Hüseyin Hilmi bin Saîd hazretlerinden sohbetler

 *Hüseyin Hilmi bin Saîd hazretleri buyuruyor ki:*


Eskiden, babamın evinde iken, biz akşamları *(çay)* içmeyi bilmezdik. Sâdece kahvaltıda çay içerdik. Çay içmeyi dahî Efendi hazretlerinden öğrendik. 


Efendi hazretlerinden duymadığımız hiçbir şeyi söylemiyoruz kardeşim. Efendi hazretleri, tek *(şeker)* ile açık *(çay)* içerlerdi. Ziyâ bey üç şeker, Hâlid bey koyu ve tek şeker. 


Efendi hazretleri bana; *(Kendine de çay dök)* derdi. Karşılıklı içerdik. Yine bir sabah, ezânlar henüz okunmamışdı ki, dergâha gitdim. Efendi hazretleri *(sofra)* da oturuyordu. 


Bakdım, sofrada *çay*, *ekmek* ve Van'dan gelen *(otlu peynir)* var. Efendi hazretleri peynire piynir derdi. 


Bana; *(Gel, berâber yiyelim)* buyurdular. Peynir ekmek yiyip, çay içdik. Onun tadı, hâlâ damaklarımda, hiç unutamıyorum. 


İmâm-ı Rabbânî hazretleri buyuruyorlar ki: *(Kelime-i tevhîdi)* terâzinin bir kefesine koysalar, diğer kefeye de, yedi kat yerler ve yedi kat gökler dolusu *(günâh)* ları koysalar, kelime-i tevhîd *ağır* gelir. 


Böyle buyuruyor. Hattâ efendim, *(kelime-i tevhîd)* in yanında, o kadar çok günahlar, bir *damla* gibi kalır. Bunu, akıl anlıyamaz. 


Büyükler böyle buyuruyorsa, doğrudur. Öyleyse inanacağız. Zâten âhiretde herşeyin *(hakîkati)* ortaya çıkacak. O zaman herkes anlıyacak. 


Mahşerde bir insanın hesâbı görülüyor. Günâhları *(ağır)* basınca, melekler onu Cehenneme doğru götürüyorlar. 


Adam başlıyor ağlamaya. Diyorlar ki, niye ağlıyorsun? Cevâben; Ben Rabbimden, bunu *(ümit)* etmiyordum, diyor. Ne ümit ediyordun? diyorlar. 


Beni Cehenneme atmaz sanıyordum. Cehenneme gideceğimi *(hiç)* düşünmemişdim, diyor. O esnâda Efendimiz aleyhisselâm geliyor.
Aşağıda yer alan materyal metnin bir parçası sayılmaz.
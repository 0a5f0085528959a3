//! Flush dirty view counters from the cache into the durable store.
//!
//! Each run reads the dirty set, fetches the cached counters in chunks and
//! writes them as absolute values, one durable transaction per batch. Every
//! batch is read back: ids whose persisted value matches leave the dirty set
//! unless they were viewed again meanwhile, mismatches stay for the next run. Ids whose counter already expired are
//! skipped and dropped from the dirty set rather than written as zero.

use std::{collections::HashMap, sync::Arc, time::Instant};

use apalis::prelude::*;
use metrics::{counter, histogram};
use thiserror::Error;
use tracing::{info, warn};
use uuid::Uuid;

use crate::{
    application::repos::{RepoError, ViewsRepo},
    cache::{CounterAggregator, KvError, kv::report_kv_error},
    domain::entities::ViewCounter,
};

use super::{JobWorkerContext, job_failed};

pub(crate) const METRIC_RECONCILE_FLUSHED_TOTAL: &str = "feedtally_reconcile_flushed_total";
pub(crate) const METRIC_RECONCILE_MISMATCH_TOTAL: &str = "feedtally_reconcile_mismatch_total";
pub(crate) const METRIC_RECONCILE_SKIPPED_TOTAL: &str = "feedtally_reconcile_skipped_total";
pub(crate) const METRIC_RECONCILE_MS: &str = "feedtally_reconcile_ms";

#[derive(Debug, Error)]
pub enum ReconcileError {
    #[error("failed to read the dirty set")]
    DirtySet(#[source] KvError),
    #[error("failed to read cached counters for batch {batch}")]
    Counters {
        batch: usize,
        #[source]
        source: KvError,
    },
    #[error("durable write failed for batch {batch}")]
    Write {
        batch: usize,
        #[source]
        source: RepoError,
    },
    #[error("verification read failed for batch {batch}")]
    Verify {
        batch: usize,
        #[source]
        source: RepoError,
    },
}

/// Outcome of one reconciliation run.
#[derive(Debug, Clone, PartialEq, Eq)]
pub struct ReconcileReport {
    pub run_id: Uuid,
    /// Ids found in the dirty set at the start of the run.
    pub dirty: usize,
    /// Counters written and verified.
    pub flushed: usize,
    /// Ids without a cached counter.
    pub skipped: usize,
    /// Counters whose persisted value differed after the write.
    pub mismatched: usize,
    pub batches: usize,
}

impl ReconcileReport {
    fn empty(run_id: Uuid) -> Self {
        Self {
            run_id,
            dirty: 0,
            flushed: 0,
            skipped: 0,
            mismatched: 0,
            batches: 0,
        }
    }
}

pub struct ReconcileJob {
    counters: Arc<CounterAggregator>,
    views: Arc<dyn ViewsRepo>,
    batch_size: usize,
}

impl ReconcileJob {
    pub fn new(
        counters: Arc<CounterAggregator>,
        views: Arc<dyn ViewsRepo>,
        batch_size: usize,
    ) -> Self {
        Self {
            counters,
            views,
            batch_size: batch_size.max(1),
        }
    }

    pub fn batch_size(&self) -> usize {
        self.batch_size
    }

    pub async fn run(&self) -> Result<ReconcileReport, ReconcileError> {
        let started = Instant::now();
        let result = self.run_inner(Uuid::new_v4()).await;
        histogram!(METRIC_RECONCILE_MS).record(started.elapsed().as_secs_f64() * 1000.0);
        result
    }

    async fn run_inner(&self, run_id: Uuid) -> Result<ReconcileReport, ReconcileError> {
        let mut dirty = self
            .counters
            .dirty_post_ids()
            .await
            .map_err(ReconcileError::DirtySet)?;
        dirty.sort();

        let mut report = ReconcileReport::empty(run_id);
        report.dirty = dirty.len();
        if dirty.is_empty() {
            info!(%run_id, "no dirty view counters");
            return Ok(report);
        }

        info!(
            %run_id,
            dirty = dirty.len(),
            batch_size = self.batch_size,
            "reconciling view counters"
        );

        for (batch, post_ids) in dirty.chunks(self.batch_size).enumerate() {
            let outcome = self.reconcile_batch(batch, post_ids).await?;
            report.batches += 1;
            report.flushed += outcome.flushed;
            report.skipped += outcome.skipped;
            report.mismatched += outcome.mismatched;

            info!(
                %run_id,
                batch,
                flushed = outcome.flushed,
                skipped = outcome.skipped,
                mismatched = outcome.mismatched,
                "reconciled batch"
            );
        }

        info!(
            %run_id,
            dirty = report.dirty,
            flushed = report.flushed,
            skipped = report.skipped,
            mismatched = report.mismatched,
            batches = report.batches,
            "reconciliation finished"
        );
        Ok(report)
    }

    async fn reconcile_batch(
        &self,
        batch: usize,
        post_ids: &[String],
    ) -> Result<BatchOutcome, ReconcileError> {
        let cached = self
            .counters
            .cached_views(post_ids)
            .await
            .map_err(|source| ReconcileError::Counters { batch, source })?;

        let mut writes = Vec::with_capacity(post_ids.len());
        let mut missing = Vec::new();
        for post_id in post_ids {
            match cached.get(post_id).copied().flatten() {
                Some(count) => writes.push(ViewCounter {
                    post_id: post_id.clone(),
                    count,
                }),
                None => missing.push(post_id.clone()),
            }
        }

        let mut outcome = BatchOutcome {
            skipped: missing.len(),
            ..BatchOutcome::default()
        };

        if !missing.is_empty() {
            for post_id in &missing {
                warn!(
                    batch,
                    post_id = post_id.as_str(),
                    "cached view counter expired before reconciliation, skipping"
                );
            }
            counter!(METRIC_RECONCILE_SKIPPED_TOTAL).increment(missing.len() as u64);
            let seen: Vec<_> = missing.iter().map(|id| (id.clone(), None)).collect();
            self.clear(batch, &seen).await;
        }

        if writes.is_empty() {
            return Ok(outcome);
        }

        self.views
            .write_view_counts(&writes)
            .await
            .map_err(|source| ReconcileError::Write { batch, source })?;

        let written: Vec<String> = writes.iter().map(|w| w.post_id.clone()).collect();
        let persisted = self
            .views
            .read_view_counts(&written)
            .await
            .map_err(|source| ReconcileError::Verify { batch, source })?;

        let (verified, mismatched) = verify(&writes, &persisted);
        for counter in &mismatched {
            warn!(
                batch,
                post_id = counter.post_id.as_str(),
                expected = counter.count,
                persisted = ?persisted.get(&counter.post_id),
                "persisted view count does not match, leaving post dirty"
            );
        }

        outcome.flushed = verified.len();
        outcome.mismatched = mismatched.len();
        counter!(METRIC_RECONCILE_FLUSHED_TOTAL).increment(verified.len() as u64);
        if !mismatched.is_empty() {
            counter!(METRIC_RECONCILE_MISMATCH_TOTAL).increment(mismatched.len() as u64);
        }

        let seen: Vec<_> = writes
            .iter()
            .filter(|w| verified.contains(&w.post_id))
            .map(|w| (w.post_id.clone(), Some(w.count)))
            .collect();
        self.clear(batch, &seen).await;
        Ok(outcome)
    }

    /// Remove reconciled ids from the dirty set. Ids viewed again since
    /// their counter was read stay dirty; a failure only means they are
    /// reconciled again next run.
    async fn clear(&self, batch: usize, seen: &[(String, Option<u64>)]) {
        match self.counters.clear_dirty_unless_changed(seen).await {
            Ok(changed) => {
                for post_id in &changed {
                    info!(
                        batch,
                        post_id = post_id.as_str(),
                        "view counter changed during reconciliation, keeping post dirty"
                    );
                }
            }
            Err(err) => report_kv_error("reconcile.clear_dirty", "views_dirty", &err),
        }
    }
}

#[derive(Debug, Default)]
struct BatchOutcome {
    flushed: usize,
    skipped: usize,
    mismatched: usize,
}

fn verify<'a>(
    writes: &'a [ViewCounter],
    persisted: &HashMap<String, u64>,
) -> (Vec<String>, Vec<&'a ViewCounter>) {
    let mut verified = Vec::with_capacity(writes.len());
    let mut mismatched = Vec::new();
    for counter in writes {
        if persisted.get(&counter.post_id) == Some(&counter.count) {
            verified.push(counter.post_id.clone());
        } else {
            mismatched.push(counter);
        }
    }
    (verified, mismatched)
}

/// Marker for one scheduled reconciliation run.
/// apalis-cron builds it from the tick time.
#[derive(Default, Debug, Clone)]
pub struct ReconcileTick;

impl From<chrono::DateTime<chrono::Utc>> for ReconcileTick {
    fn from(_: chrono::DateTime<chrono::Utc>) -> Self {
        Self
    }
}

pub async fn process_reconcile_job(
    _job: ReconcileTick,
    ctx: Data<JobWorkerContext>,
) -> Result<(), apalis::prelude::Error> {
    ctx.reconcile.run().await.map(|_| ()).map_err(job_failed)
}

#[cfg(test)]
mod tests {
    use super::*;

    fn counter(post_id: &str, count: u64) -> ViewCounter {
        ViewCounter {
            post_id: post_id.to_string(),
            count,
        }
    }

    #[test]
    fn verify_splits_matches_from_mismatches() {
        let writes = vec![counter("a", 3), counter("b", 4), counter("c", 5)];
        let persisted = HashMap::from([("a".to_string(), 3), ("b".to_string(), 1)]);

        let (verified, mismatched) = verify(&writes, &persisted);

        assert_eq!(verified, vec!["a".to_string()]);
        let ids: Vec<&str> = mismatched.iter().map(|c| c.post_id.as_str()).collect();
        assert_eq!(ids, vec!["b", "c"]);
    }

    #[test]
    fn batch_size_is_at_least_one() {
        use crate::{
            cache::CacheConfig,
            infra::memory::{InMemoryRepositories, MemoryKv},
        };

        let kv = Arc::new(MemoryKv::new());
        let counters = Arc::new(CounterAggregator::new(kv, &CacheConfig::default()));
        let job = ReconcileJob::new(counters, Arc::new(InMemoryRepositories::new()), 0);
        assert_eq!(job.batch_size(), 1);
    }
}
Ve sevap kefesine bir *(kâğıt)* bırakıyor. O anda sevâblar *(ağır)* basıyor. Melekler o kâğıdı alıp bakıyorlar ki, üzerinde salevât-ı şerîfe yazılı. 


Efendimiz aleyhisselâm, o meleklere; Bu mü’min, bana çok *(salevât-ı şerîfe)* getirirdi, deyince, melekler donup kalıyorlar. 


Allahü teâlâ; Peygamberime *(salevât-ı şerîfe)* getiren bir kulumu, ben nasıl ateşe atarım? buyuruyor. Melekler, o mü’mini *(Cennete)* götürüyorlar.